The report covers 2021 and found that the energy sector experienced positive job growth, increasing 4.0% from 2020 to 2021, outpacing overall US employment, which climbed 2.8% in the same period. Overall, the total number of energy jobs increased, from 7.5 million in 2020 to more than 7.8 million in 2021, after a steep decline in 2020. There are more than 3 million jobs, 40% of total energy jobs, that support reducing US emissions to zero across several sectors.

“Amidst the unique challenges of a nation coming out of a global pandemic, America’s energy sector stands out with considerable job growth across nearly all industries,” said US Secretary of Energy Jennifer M. Granholm. “DOE’s USEER report shows that jobs critical to our clean energy transition are on the rise and positioned for continued expansion thanks to the historic investments from the President’s Bipartisan Infrastructure Law.”

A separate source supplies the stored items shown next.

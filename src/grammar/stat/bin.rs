//! Histogram binning.
//!
//! Bins are left-closed `[a, b)` except the last, which is closed `[a, b]`.
//! Edges are computed once over the whole layer so every panel and group
//! shares the same bins. Discrete x is counted per level instead.

use crate::config::StatConfig;
use crate::error::{Error, Result};
use crate::grammar::aes::{Channel, ResolvedAes};
use crate::grammar::layer::Params;
use crate::numeric;

use super::{continuous_values, group_rows, ComputedGroup, ComputedRow, Pos, StatContext, StatOutput};

/// Binning parameters. At most one of `bins`, `binwidth` and `breaks` is used,
/// in the order `breaks`, `binwidth`, `bins`.
#[derive(Debug, Clone, Default, PartialEq)]
pub struct BinParams {
    /// Number of bins; defaults to the configured bin count.
    pub bins: Option<usize>,
    /// Width of each bin, starting at the data minimum.
    pub binwidth: Option<f32>,
    /// Explicit bin edges.
    pub breaks: Option<Vec<f32>>,
}

impl BinParams {
    /// Read `bins`, `binwidth` and `breaks`.
    ///
    /// # Errors
    ///
    /// Returns [`Error::InvalidParameter`] for non-positive counts or widths,
    /// or fewer than two distinct breaks.
    pub fn from_params(params: &Params) -> Result<Self> {
        let out = Self { bins: params.count("bins")?, binwidth: params.number("binwidth")?, breaks: params.numbers("breaks")? };
        out.validate()?;
        Ok(out)
    }

    /// Check parameter ranges.
    ///
    /// # Errors
    ///
    /// Returns [`Error::InvalidParameter`] naming the offending parameter.
    pub fn validate(&self) -> Result<()> {
        if self.bins == Some(0) {
            return Err(Error::InvalidParameter { name: "bins".into(), reason: "must be at least 1".into() });
        }
        if let Some(w) = self.binwidth {
            if !(w.is_finite() && w > 0.0) {
                return Err(Error::InvalidParameter { name: "binwidth".into(), reason: format!("must be positive, got {w}") });
            }
        }
        if let Some(breaks) = &self.breaks {
            let mut sorted = numeric::sorted_finite(breaks);
            sorted.dedup();
            if sorted.len() < 2 || sorted.len() != breaks.len() {
                return Err(Error::InvalidParameter {
                    name: "breaks".into(),
                    reason: "need at least two distinct finite values".into(),
                });
            }
        }
        Ok(())
    }
}

/// Bin edges for data spanning `extent`.
///
/// # Errors
///
/// Returns [`Error::InvalidParameter`] when `bins` or `binwidth` would give
/// more than `config.max_bins` bins.
pub fn bin_edges(extent: (f32, f32), params: &BinParams, config: &StatConfig) -> Result<Vec<f32>> {
    if let Some(breaks) = &params.breaks {
        let mut sorted = numeric::sorted_finite(breaks);
        sorted.dedup();
        return Ok(sorted);
    }

    let (lo, hi) = extent;
    if let Some(width) = params.binwidth {
        let span = (f64::from(hi) - f64::from(lo)) / f64::from(width);
        if !(span.ceil() <= config.max_bins as f64) {
            return Err(too_many_bins("binwidth", format!("width {width} over [{lo}, {hi}]"), config.max_bins));
        }
        let n = (span.ceil() as usize).max(1);
        let mut edges: Vec<f32> = (0..=n).map(|k| lo + k as f32 * width).collect();
        while edges.last().is_some_and(|&e| e < hi) {
            let next = lo + edges.len() as f32 * width;
            edges.push(next);
        }
        return Ok(edges);
    }

    let n = params.bins.unwrap_or(config.bins).max(1);
    if n > config.max_bins {
        return Err(too_many_bins("bins", format!("{n} bins"), config.max_bins));
    }
    let (lo, hi) = if hi > lo { (lo, hi) } else { (lo - 0.5, hi + 0.5) };
    let width = (hi - lo) / n as f32;
    let mut edges: Vec<f32> = (0..=n).map(|k| lo + k as f32 * width).collect();
    edges[n] = hi;
    Ok(edges)
}

fn too_many_bins(name: &str, what: String, max: usize) -> Error {
    Error::InvalidParameter { name: name.into(), reason: format!("{what} exceeds the limit of {max} bins") }
}

/// Index of the bin holding `value`, if inside the edges.
#[must_use]
pub fn bin_index(edges: &[f32], value: f32) -> Option<usize> {
    let last = edges.len().checked_sub(1)?;
    if last == 0 || !(value >= edges[0] && value <= edges[last]) {
        return None;
    }
    let below = edges.partition_point(|&e| e <= value);
    Some((below - 1).min(last - 1))
}

pub(super) fn compute(
    params: &BinParams,
    aes: &ResolvedAes,
    rows: &[usize],
    ctx: &StatContext<'_>,
) -> Result<StatOutput> {
    if aes.is_discrete(Channel::X) {
        return Ok(super::count(aes, rows));
    }
    let all_rows: Vec<usize> = (0..aes.nrow()).collect();
    let layer_x = continuous_values(aes, Channel::X, &all_rows)?;
    let mut output = StatOutput::default();
    let Some(extent) = numeric::extent(&layer_x) else {
        return Ok(output);
    };
    let edges = bin_edges(extent, params, ctx.config)?;
    let n_bins = edges.len() - 1;

    let mut dropped = 0;
    for (key, members) in group_rows(aes, rows, false) {
        let xs = continuous_values(aes, Channel::X, &members)?;
        let mut counts = vec![0usize; n_bins];
        for &x in &xs {
            match bin_index(&edges, x) {
                Some(k) => counts[k] += 1,
                None => dropped += 1,
            }
        }
        let total: usize = counts.iter().sum();

        let rows = counts
            .iter()
            .enumerate()
            .map(|(k, &count)| {
                let (xmin, xmax) = (edges[k], edges[k + 1]);
                let width = xmax - xmin;
                let count = count as f32;
                let density = if total > 0 { count / (total as f32 * width) } else { 0.0 };
                ComputedRow {
                    xmin: Some(xmin),
                    xmax: Some(xmax),
                    ymin: Some(0.0),
                    ymax: Some(count),
                    density: Some(density),
                    ..ComputedRow::at(Pos::Continuous((xmin + xmax) / 2.0), count)
                }
            })
            .collect();
        output.groups.push(ComputedGroup { key, rows, summary: None });
    }

    if dropped > 0 {
        output.notes.push(format!("dropped {dropped} values outside the bin breaks"));
    }
    Ok(output)
}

The 2022 USEER, originally launched in 2016, covers five major energy industries: electric power generation; motor vehicles; energy efficiency; transmission, distribution, and storage; and fuels. The findings show that all industries, except for fuels, experienced net-positive job growth in 2021.

Sectors with notable job growth:

  • Electric vehicle jobs increased by 26.2%, adding 21,961 new jobs.
  • Hybrid electric vehicle jobs increased 19.7%, adding 23,577 new jobs.
  • Solar energy jobs increased by 5.4%, adding 17,212 new jobs.
  • Wind energy jobs increased by 2.9%, adding 3,347 new jobs.
  • Energy efficiency jobs increased by 2.7%, adding 57,741 new jobs.
  • Transmission, distribution, and storage jobs increased by 1.9%, adding 22,779 new jobs.

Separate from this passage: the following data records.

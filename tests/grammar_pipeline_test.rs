//! End-to-end rendering scenarios.
//!
//! Run: cargo test --test grammar_pipeline_test
#![allow(clippy::unwrap_used)]

use chrono::NaiveDate;
use trueno_gg::grammar::{
    DataFrame, Diagnostic, LayerScene, PanelContent, PanelScene, Primitive, Scene, Severity,
};
use trueno_gg::prelude::*;

fn mpg() -> DataFrame {
    let mut df = DataFrame::new();
    df.add_column_f32("displ", &[1.8, 1.8, 2.0, 2.8, 3.1, 4.2, 5.3, 5.7, 6.5, 2.4, 3.0, 4.0]).unwrap();
    df.add_column_f32("hwy", &[29.0, 29.0, 31.0, 26.0, 27.0, 20.0, 19.0, 17.0, 17.0, 30.0, 26.0, 22.0]).unwrap();
    df.add_column_str(
        "class",
        &["compact", "compact", "compact", "midsize", "midsize", "suv", "suv", "suv", "suv", "compact", "midsize", "suv"],
    )
    .unwrap();
    df.add_column_str("drv", &["f", "f", "f", "4", "f", "4", "4", "r", "r", "f", "4", "4"]).unwrap();
    df.add_column_f32("cyl", &[4.0, 4.0, 4.0, 6.0, 6.0, 8.0, 8.0, 8.0, 8.0, 4.0, 6.0, 6.0]).unwrap();
    df
}

fn axes(panel: &PanelScene) -> (Vec<&str>, Vec<&str>) {
    match &panel.content {
        PanelContent::Rendered { x_axis, y_axis, .. } => (x_axis.labels(), y_axis.labels()),
        PanelContent::Failed { message } => panic!("panel failed: {message}"),
    }
}

fn infos(scene: &Scene) -> Vec<&Diagnostic> {
    scene.diagnostics.iter().filter(|d| d.severity == Severity::Info).collect()
}

// ============================================================================
// Layers and geoms
// ============================================================================

#[test]
fn point_markers_inside_panel() {
    let scene = GGPlot::new(mpg(), Aes::xy("displ", "hwy")).geom(Geom::point()).render().unwrap();
    let panel = &scene.panels[0];
    let markers: Vec<&Point> = panel
        .primitives()
        .filter_map(|p| match p {
            Primitive::Marker { center, .. } => Some(center),
            _ => None,
        })
        .collect();
    assert_eq!(markers.len(), 12);
    let (w, h) = (scene.layout.panel_width, scene.layout.panel_height);
    assert!(markers.iter().all(|c| (0.0..=w).contains(&c.x) && (0.0..=h).contains(&c.y)));

    // Larger hwy sits higher in the panel.
    let lowest = markers.iter().map(|c| c.y).fold(f32::NEG_INFINITY, f32::max);
    let Primitive::Marker { center, .. } = panel.primitives().nth(7).unwrap() else { panic!() };
    assert!((center.y - lowest).abs() < 1e-3);

    let (x_labels, _) = axes(panel);
    assert_eq!(x_labels, vec!["2", "3", "4", "5", "6"]);
}

#[test]
fn four_points_keep_data_order() {
    let mut df = DataFrame::new();
    df.add_column_f32("x", &[1.0, 2.0, 3.0, 4.0]).unwrap();
    df.add_column_f32("y", &[10.0, 20.0, 15.0, 25.0]).unwrap();
    let scene = GGPlot::new(df, Aes::xy("x", "y")).geom(Geom::point()).render().unwrap();
    assert_eq!(scene.panels.len(), 1);

    let centers: Vec<&Point> = scene.panels[0]
        .primitives()
        .filter_map(|p| match p {
            Primitive::Marker { center, .. } => Some(center),
            _ => None,
        })
        .collect();
    assert_eq!(centers.len(), 4);
    assert!(centers.windows(2).all(|w| w[0].x < w[1].x));

    // Visual y grows downwards: 25 is highest, 10 lowest.
    let ys: Vec<f32> = centers.iter().map(|c| c.y).collect();
    assert!(ys[3] < ys[1] && ys[1] < ys[2] && ys[2] < ys[0]);
}

#[test]
fn layers_draw_in_order() {
    let scene = GGPlot::new(mpg(), Aes::xy("displ", "hwy"))
        .geom(Geom::point())
        .geom(Geom::smooth())
        .render()
        .unwrap();
    let layers: Vec<&LayerScene> = scene.panels[0].layers().iter().collect();
    assert_eq!(layers.len(), 2);
    assert_eq!((layers[0].geom.as_str(), layers[1].geom.as_str()), ("point", "smooth"));
    let kinds: Vec<&str> = layers[1].primitives.iter().map(Primitive::kind).collect();
    assert_eq!(kinds, vec!["ribbon", "polyline"]);
}

#[test]
fn histogram_emits_every_bin() {
    let scene = GGPlot::new(mpg(), Aes::new().x("hwy")).geom(Geom::histogram()).render().unwrap();
    let rects = scene.panels[0].primitives().filter(|p| p.kind() == "rect").count();
    assert_eq!(rects, 30);

    let config = LayerConfig { params: Params::new().with("bins", 5), ..LayerConfig::new("histogram") };
    let scene = GGPlot::new(mpg(), Aes::new().x("hwy")).layer_config(config).unwrap().render().unwrap();
    assert_eq!(scene.primitive_count(), 5);
}

#[test]
fn boxplot_outliers_are_markers() {
    let mut df = DataFrame::new();
    df.add_column_str("g", &["a", "a", "a", "a", "a", "a", "b", "b", "b", "b"]).unwrap();
    df.add_column_f32("v", &[1.0, 2.0, 3.0, 4.0, 5.0, 40.0, 2.0, 3.0, 4.0, 5.0]).unwrap();
    let scene = GGPlot::new(df, Aes::xy("g", "v")).geom(Geom::boxplot()).render().unwrap();
    let kinds: Vec<&str> = scene.panels[0].primitives().map(Primitive::kind).collect();
    assert_eq!(kinds.iter().filter(|k| **k == "box_whisker").count(), 2);
    assert_eq!(kinds.iter().filter(|k| **k == "marker").count(), 1);

    // The outlier widens the y domain.
    let (_, y_labels) = axes(&scene.panels[0]);
    assert_eq!(y_labels.last(), Some(&"40"));
}

#[test]
fn violin_polygons_per_group() {
    let scene = GGPlot::new(mpg(), Aes::xy("drv", "hwy")).geom(Geom::violin()).render().unwrap();
    assert_eq!(scene.panels[0].primitives().filter(|p| p.kind() == "polygon").count(), 3);
}

#[test]
fn discrete_y_identity_uses_levels() {
    let scene = GGPlot::new(mpg(), Aes::xy("hwy", "class")).geom(Geom::point()).render().unwrap();
    let (_, y_labels) = axes(&scene.panels[0]);
    assert_eq!(y_labels, vec!["compact", "midsize", "suv"]);
    assert_eq!(scene.primitive_count(), 12);
}

#[test]
fn datetime_axis_labels_years() {
    let days: Vec<_> = (0..10)
        .map(|i| NaiveDate::from_ymd_opt(2000 + i, 7, 1).unwrap().and_hms_opt(0, 0, 0).unwrap())
        .collect();
    let mut df = DataFrame::new();
    df.add_column_datetime("date", &days).unwrap();
    df.add_column_f32("unemploy", &[5.0, 6.0, 7.0, 6.5, 6.0, 5.5, 5.0, 6.0, 9.0, 10.0]).unwrap();
    let scene = GGPlot::new(df, Aes::xy("date", "unemploy")).geom(Geom::line()).render().unwrap();
    let (x_labels, _) = axes(&scene.panels[0]);
    assert!(x_labels.iter().all(|l| l.len() == 4 && l.starts_with("20")), "{x_labels:?}");
    assert_eq!(scene.primitive_count(), 1);
}

// ============================================================================
// Facets
// ============================================================================

#[test]
fn wrap_panels_share_fixed_scales() {
    let scene = GGPlot::new(mpg(), Aes::xy("displ", "hwy")).geom(Geom::point()).facet(FacetSpec::wrap("class")).render().unwrap();
    assert_eq!(scene.panels.len(), 3);
    let strips: Vec<Vec<String>> = scene.panels.iter().map(|p| p.strip.clone()).collect();
    assert_eq!(strips, vec![vec!["compact"], vec!["midsize"], vec!["suv"]]);
    let first = axes(&scene.panels[0]);
    assert!(scene.panels.iter().all(|p| axes(p) == first));
    assert_eq!((scene.layout.nrow, scene.layout.ncol), (1, 3));
}

#[test]
fn free_x_scales_differ_per_panel() {
    let facet = FacetSpec::wrap("drv").scales(ScalesPolicy::FreeX);
    let scene = GGPlot::new(mpg(), Aes::xy("displ", "hwy")).geom(Geom::point()).facet(facet).render().unwrap();
    let (f_x, f_y) = axes(&scene.panels[0]);
    let (r_x, r_y) = axes(&scene.panels[2]);
    assert_ne!(f_x, r_x);
    assert_eq!(f_y, r_y);
}

#[test]
fn grid_keeps_empty_cells() {
    let scene = GGPlot::new(mpg(), Aes::xy("displ", "hwy"))
        .geom(Geom::point())
        .facet_formula("cyl ~ drv")
        .unwrap()
        .render()
        .unwrap();
    assert_eq!(scene.panels.len(), 9);
    assert!(scene.panels.iter().all(|p| !p.is_failed()));
    let empty = scene.panels.iter().filter(|p| p.primitives().count() == 0).count();
    assert_eq!(empty, 4);
    assert_eq!(scene.primitive_count(), 12);
}

#[test]
fn layer_data_without_facet_var_repeats() {
    let mut reference = DataFrame::new();
    reference.add_column_f32("displ", &[2.0, 6.0]).unwrap();
    reference.add_column_f32("hwy", &[30.0, 15.0]).unwrap();
    let scene = GGPlot::new(mpg(), Aes::xy("displ", "hwy"))
        .geom(Geom::point())
        .layer(Layer::new(Geom::line()).data(reference))
        .facet(FacetSpec::wrap("drv"))
        .render()
        .unwrap();
    for panel in &scene.panels {
        assert_eq!(panel.layers()[1].primitives.len(), 1);
    }
}

// ============================================================================
// Smoothing
// ============================================================================

fn line_data(n: usize) -> DataFrame {
    let xs: Vec<f32> = (0..n).map(|i| i as f32 / n as f32 * 10.0).collect();
    let ys: Vec<f32> = xs.iter().map(|x| (x * 0.7).sin() * 3.0 + x).collect();
    let mut df = DataFrame::new();
    df.add_column_f32("x", &xs).unwrap();
    df.add_column_f32("y", &ys).unwrap();
    df
}

#[test]
fn smoothing_switches_to_gam_above_threshold() {
    let at = GGPlot::new(line_data(1000), Aes::xy("x", "y")).geom(Geom::smooth()).render().unwrap();
    assert!(infos(&at).iter().all(|d| !d.message.contains("gam")));

    let above = GGPlot::new(line_data(1001), Aes::xy("x", "y")).geom(Geom::smooth()).render().unwrap();
    assert_eq!(infos(&above).iter().filter(|d| d.message.contains("gam")).count(), 1);
}

#[test]
fn small_groups_are_skipped_with_warning() {
    let scene = GGPlot::new(mpg(), Aes::xy("displ", "hwy").colour("drv"))
        .layer(Layer::new(Geom::smooth()).stat(Stat::from_name("smooth", &Params::new().with("method", "lm")).unwrap()))
        .render()
        .unwrap();
    // Every drv group has at least two rows, so all three fit.
    assert_eq!(scene.warnings().count(), 0);

    // Local regression needs three; drv=r has two rows.
    let scene = GGPlot::new(mpg(), Aes::xy("displ", "hwy").colour("drv")).geom(Geom::smooth()).render().unwrap();
    let warnings: Vec<&Diagnostic> = scene.warnings().collect();
    assert_eq!(warnings.len(), 1);
    assert!(warnings[0].message.contains("drv=r"), "{}", warnings[0].message);
    assert_eq!(warnings[0].layer, Some(0));
    let curves = scene.panels[0].primitives().filter(|p| p.kind() == "polyline").count();
    assert_eq!(curves, 2);
}

// ============================================================================
// Errors
// ============================================================================

#[test]
fn discovery_errors_are_collected() {
    let err = GGPlot::new(mpg(), Aes::new())
        .layer(Layer::new(Geom::point()).aes(Aes::xy("displ", "nope")))
        .layer(Layer::new(Geom::point()).aes(Aes::xy("missing", "hwy")))
        .render()
        .unwrap_err();
    let Error::Discovery(errors) = err else { panic!("expected aggregate, got {err}") };
    assert_eq!(errors.len(), 2);
}

#[test]
fn mapping_and_scale_errors_are_reported_together() {
    let df = mpg().with_derived("zero_based", "displ - 1.8").unwrap();
    let err = GGPlot::new(df, Aes::xy("zero_based", "hwy"))
        .geom(Geom::point())
        .layer(Layer::new(Geom::point()).aes(Aes::new().y("nope")))
        .scale(Channel::X, ScaleSpec::log10())
        .render()
        .unwrap_err();
    let Error::Discovery(errors) = err else { panic!("expected aggregate, got {err}") };
    assert_eq!(errors.len(), 2);
    assert!(errors.iter().any(|e| matches!(e, Error::UnknownColumn { column, .. } if column == "nope")));
    assert!(errors.iter().any(|e| matches!(e, Error::ScaleDomain(_))));
}

#[test]
fn continuous_and_discrete_on_one_scale() {
    let err = GGPlot::new(mpg(), Aes::xy("displ", "hwy"))
        .geom(Geom::point())
        .layer(Layer::new(Geom::point()).aes(Aes::new().x("class")))
        .render()
        .unwrap_err();
    assert!(matches!(err, Error::IncompatibleScale { .. }));
}

#[test]
fn log_scale_rejects_zero() {
    let mut df = mpg();
    df = df.with_derived("zero_based", "displ - 1.8").unwrap();
    let err = GGPlot::new(df, Aes::xy("zero_based", "hwy"))
        .geom(Geom::point())
        .scale(Channel::X, ScaleSpec::log10())
        .render()
        .unwrap_err();
    assert!(matches!(err, Error::ScaleDomain(ref m) if m.starts_with("x scale")));
}

#[test]
fn non_finite_marks_fail_the_panel_only() {
    let scene = GGPlot::new(mpg(), Aes::xy("displ", "hwy"))
        .layer(Layer::new(Geom::point()).fixed(FixedAes::new().size(f32::NAN)))
        .facet(FacetSpec::wrap("drv"))
        .render()
        .unwrap();
    assert_eq!(scene.panels.len(), 3);
    assert!(scene.panels.iter().all(|p| p.is_failed()));
}

// ============================================================================
// Serialization
// ============================================================================

#[test]
fn scene_serializes_to_yaml() {
    let scene = GGPlot::new(mpg(), Aes::xy("displ", "hwy").colour("class"))
        .geom(Geom::point())
        .title("Fuel economy")
        .render()
        .unwrap();
    let yaml = scene.to_yaml().unwrap();
    assert!(yaml.contains("kind: marker"));
    assert!(yaml.contains("status: rendered"));
    assert!(yaml.contains("Fuel economy"));
    let back: Scene = serde_yaml_ng::from_str(&yaml).unwrap();
    assert_eq!(back.panels.len(), scene.panels.len());
    assert_eq!(back.legends, scene.legends);
}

The 2022 USEER workforce and demographic analysis shows that 10% of workers in the energy sector are represented by a union or covered by project labor agreement, compared to 6% within the private sector nationally. The energy workforce also has a higher concentration of veterans than the US workforce average (9% vs. 6%).

Credit: Duke Energy

Despite job growth, energy jobs have still not recovered to pre-pandemic, 2019 levels. While nearly all jobs in net-zero aligned areas experienced positive growth in 2021, only a few industries, including wind energy, electric vehicles, and hybrid-electric vehicles, had more jobs in 2021 than before the pandemic. Additionally, nuclear electricity, coal, and petroleum jobs decreased in 2021.

The USEER demonstrates that achieving an equitable transition to a net-zero emissions economy-wide by 2050, with a diverse workforce, will require additional public and private investments in the clean energy sector. It will also require commitment from industry to support workers, by creating stable and secure good-paying jobs and investing in education and training programs to help workers, of all backgrounds, advance their clean energy careers.

The 2022 USEER is based on surveys of approximately 33,000 private energy businesses combined with public labor data to produce estimates of employment and workforce characteristics.